Activity:
Scan the listing for the word "AutoFiller" and report every line that contains it.
>>>
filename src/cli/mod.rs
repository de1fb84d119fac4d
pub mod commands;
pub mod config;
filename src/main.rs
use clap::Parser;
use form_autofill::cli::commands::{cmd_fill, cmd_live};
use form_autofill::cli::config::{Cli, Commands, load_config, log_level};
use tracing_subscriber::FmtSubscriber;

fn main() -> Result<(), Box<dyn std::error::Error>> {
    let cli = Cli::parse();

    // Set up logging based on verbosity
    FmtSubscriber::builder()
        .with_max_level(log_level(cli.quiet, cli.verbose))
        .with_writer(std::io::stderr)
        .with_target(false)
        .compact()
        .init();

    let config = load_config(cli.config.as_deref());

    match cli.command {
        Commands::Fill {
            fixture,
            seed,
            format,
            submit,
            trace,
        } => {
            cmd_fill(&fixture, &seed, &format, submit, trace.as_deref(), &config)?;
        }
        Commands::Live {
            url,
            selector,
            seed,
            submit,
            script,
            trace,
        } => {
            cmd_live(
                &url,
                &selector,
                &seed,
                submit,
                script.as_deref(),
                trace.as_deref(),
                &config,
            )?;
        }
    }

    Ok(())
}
<<<
>>>
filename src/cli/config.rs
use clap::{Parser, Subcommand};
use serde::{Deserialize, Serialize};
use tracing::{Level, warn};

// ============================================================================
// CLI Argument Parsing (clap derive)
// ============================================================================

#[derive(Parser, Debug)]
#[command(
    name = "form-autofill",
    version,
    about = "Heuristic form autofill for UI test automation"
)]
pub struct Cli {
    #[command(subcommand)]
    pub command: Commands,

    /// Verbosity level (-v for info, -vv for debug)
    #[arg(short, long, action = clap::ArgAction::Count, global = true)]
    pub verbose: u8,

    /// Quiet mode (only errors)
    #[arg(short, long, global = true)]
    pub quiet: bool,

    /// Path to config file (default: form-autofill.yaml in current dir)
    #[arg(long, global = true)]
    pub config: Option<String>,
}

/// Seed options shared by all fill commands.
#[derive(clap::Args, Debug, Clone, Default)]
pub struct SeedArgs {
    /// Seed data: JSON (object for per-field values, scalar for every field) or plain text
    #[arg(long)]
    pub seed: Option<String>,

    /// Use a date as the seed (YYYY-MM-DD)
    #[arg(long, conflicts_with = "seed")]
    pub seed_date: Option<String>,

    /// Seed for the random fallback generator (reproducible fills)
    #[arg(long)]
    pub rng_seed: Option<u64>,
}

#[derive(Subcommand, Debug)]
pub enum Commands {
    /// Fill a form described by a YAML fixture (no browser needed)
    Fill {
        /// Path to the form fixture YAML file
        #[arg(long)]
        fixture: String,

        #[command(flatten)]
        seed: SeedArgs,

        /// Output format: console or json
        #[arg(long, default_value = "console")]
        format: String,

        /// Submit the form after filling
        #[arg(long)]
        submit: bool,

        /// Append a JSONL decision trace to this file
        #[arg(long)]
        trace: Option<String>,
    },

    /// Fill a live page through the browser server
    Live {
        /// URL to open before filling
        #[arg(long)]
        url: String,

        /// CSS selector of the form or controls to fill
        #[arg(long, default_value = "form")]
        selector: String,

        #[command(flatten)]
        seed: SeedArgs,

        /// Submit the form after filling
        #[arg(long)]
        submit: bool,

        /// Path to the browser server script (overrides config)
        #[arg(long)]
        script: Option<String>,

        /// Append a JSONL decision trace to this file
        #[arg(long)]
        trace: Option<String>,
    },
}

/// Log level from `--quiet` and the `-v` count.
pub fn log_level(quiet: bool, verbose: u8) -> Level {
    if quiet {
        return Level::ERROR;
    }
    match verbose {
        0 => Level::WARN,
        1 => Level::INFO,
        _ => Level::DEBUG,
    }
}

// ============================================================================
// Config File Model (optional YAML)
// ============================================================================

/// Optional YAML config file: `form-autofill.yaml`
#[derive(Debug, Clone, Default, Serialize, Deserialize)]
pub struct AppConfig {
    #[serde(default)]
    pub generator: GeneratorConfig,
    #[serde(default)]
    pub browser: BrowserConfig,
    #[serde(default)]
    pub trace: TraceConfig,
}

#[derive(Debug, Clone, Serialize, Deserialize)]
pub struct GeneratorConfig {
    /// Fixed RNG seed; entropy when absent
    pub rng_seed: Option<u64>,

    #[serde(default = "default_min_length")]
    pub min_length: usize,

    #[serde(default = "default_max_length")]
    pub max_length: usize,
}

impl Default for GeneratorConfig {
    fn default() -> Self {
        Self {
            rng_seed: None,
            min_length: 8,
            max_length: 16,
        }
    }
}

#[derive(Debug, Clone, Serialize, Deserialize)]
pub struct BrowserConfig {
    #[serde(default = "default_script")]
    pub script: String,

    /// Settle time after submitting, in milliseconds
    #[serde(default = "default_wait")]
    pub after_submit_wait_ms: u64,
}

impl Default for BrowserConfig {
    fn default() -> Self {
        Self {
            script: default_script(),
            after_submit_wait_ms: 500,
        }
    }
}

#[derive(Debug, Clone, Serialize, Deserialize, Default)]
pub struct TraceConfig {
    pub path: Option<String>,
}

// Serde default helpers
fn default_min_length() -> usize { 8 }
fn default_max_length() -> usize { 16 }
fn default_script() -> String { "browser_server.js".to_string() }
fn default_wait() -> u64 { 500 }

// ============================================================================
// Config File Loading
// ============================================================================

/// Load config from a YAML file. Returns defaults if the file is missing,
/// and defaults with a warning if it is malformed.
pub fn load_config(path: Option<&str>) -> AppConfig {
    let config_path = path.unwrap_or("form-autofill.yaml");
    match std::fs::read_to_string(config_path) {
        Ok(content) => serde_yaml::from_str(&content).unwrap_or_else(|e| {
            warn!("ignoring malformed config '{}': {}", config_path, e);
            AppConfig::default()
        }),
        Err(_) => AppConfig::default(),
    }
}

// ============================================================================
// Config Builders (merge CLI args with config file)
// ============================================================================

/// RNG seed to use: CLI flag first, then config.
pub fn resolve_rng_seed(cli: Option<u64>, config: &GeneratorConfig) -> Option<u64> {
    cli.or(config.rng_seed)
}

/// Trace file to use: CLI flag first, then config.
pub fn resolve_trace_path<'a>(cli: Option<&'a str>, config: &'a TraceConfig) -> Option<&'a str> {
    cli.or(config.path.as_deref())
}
<<<
>>>
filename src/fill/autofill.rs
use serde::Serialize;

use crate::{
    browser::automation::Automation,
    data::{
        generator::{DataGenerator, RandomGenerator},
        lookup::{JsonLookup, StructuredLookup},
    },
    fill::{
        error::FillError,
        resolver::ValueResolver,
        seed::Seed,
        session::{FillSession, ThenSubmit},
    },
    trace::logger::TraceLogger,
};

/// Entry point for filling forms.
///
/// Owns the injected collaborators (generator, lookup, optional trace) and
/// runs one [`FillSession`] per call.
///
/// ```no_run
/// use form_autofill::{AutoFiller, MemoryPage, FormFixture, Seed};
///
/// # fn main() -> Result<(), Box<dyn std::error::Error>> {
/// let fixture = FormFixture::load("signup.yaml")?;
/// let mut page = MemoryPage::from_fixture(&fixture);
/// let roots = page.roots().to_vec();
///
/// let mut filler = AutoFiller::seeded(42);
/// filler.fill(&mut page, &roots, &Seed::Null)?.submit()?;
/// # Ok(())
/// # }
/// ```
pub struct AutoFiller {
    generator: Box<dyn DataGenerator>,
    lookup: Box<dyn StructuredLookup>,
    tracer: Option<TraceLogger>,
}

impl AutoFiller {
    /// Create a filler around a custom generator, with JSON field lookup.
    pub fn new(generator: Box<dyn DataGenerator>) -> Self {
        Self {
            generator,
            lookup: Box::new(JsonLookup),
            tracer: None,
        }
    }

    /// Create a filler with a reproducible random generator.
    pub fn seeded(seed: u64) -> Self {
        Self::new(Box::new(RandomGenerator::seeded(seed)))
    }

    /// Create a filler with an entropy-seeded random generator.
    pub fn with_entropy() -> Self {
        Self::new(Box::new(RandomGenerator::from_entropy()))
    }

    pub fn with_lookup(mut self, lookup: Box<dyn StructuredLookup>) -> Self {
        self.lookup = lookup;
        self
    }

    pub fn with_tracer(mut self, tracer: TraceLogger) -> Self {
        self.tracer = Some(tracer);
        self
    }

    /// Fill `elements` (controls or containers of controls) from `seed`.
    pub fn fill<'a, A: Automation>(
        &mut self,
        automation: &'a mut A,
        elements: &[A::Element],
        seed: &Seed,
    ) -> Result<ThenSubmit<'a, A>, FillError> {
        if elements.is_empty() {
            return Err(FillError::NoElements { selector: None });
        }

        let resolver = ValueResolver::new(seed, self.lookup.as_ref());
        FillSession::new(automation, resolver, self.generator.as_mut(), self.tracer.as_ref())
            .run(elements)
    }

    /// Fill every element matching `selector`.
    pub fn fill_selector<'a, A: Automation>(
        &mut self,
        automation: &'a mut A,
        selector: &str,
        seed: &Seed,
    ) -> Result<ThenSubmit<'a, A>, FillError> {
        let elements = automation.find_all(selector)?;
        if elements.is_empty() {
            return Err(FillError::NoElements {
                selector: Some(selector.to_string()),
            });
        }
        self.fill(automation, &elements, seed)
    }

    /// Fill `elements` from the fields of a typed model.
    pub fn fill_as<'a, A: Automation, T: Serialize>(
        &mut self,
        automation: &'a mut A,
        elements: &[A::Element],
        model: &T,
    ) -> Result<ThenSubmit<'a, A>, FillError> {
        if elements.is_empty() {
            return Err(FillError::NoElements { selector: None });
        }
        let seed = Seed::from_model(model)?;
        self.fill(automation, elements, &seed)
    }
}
<<<
Response box:
/// use form_autofill::{AutoFiller, MemoryPage, FormFixture, Seed};
/// let mut filler = AutoFiller::seeded(42);
pub struct AutoFiller {
impl AutoFiller {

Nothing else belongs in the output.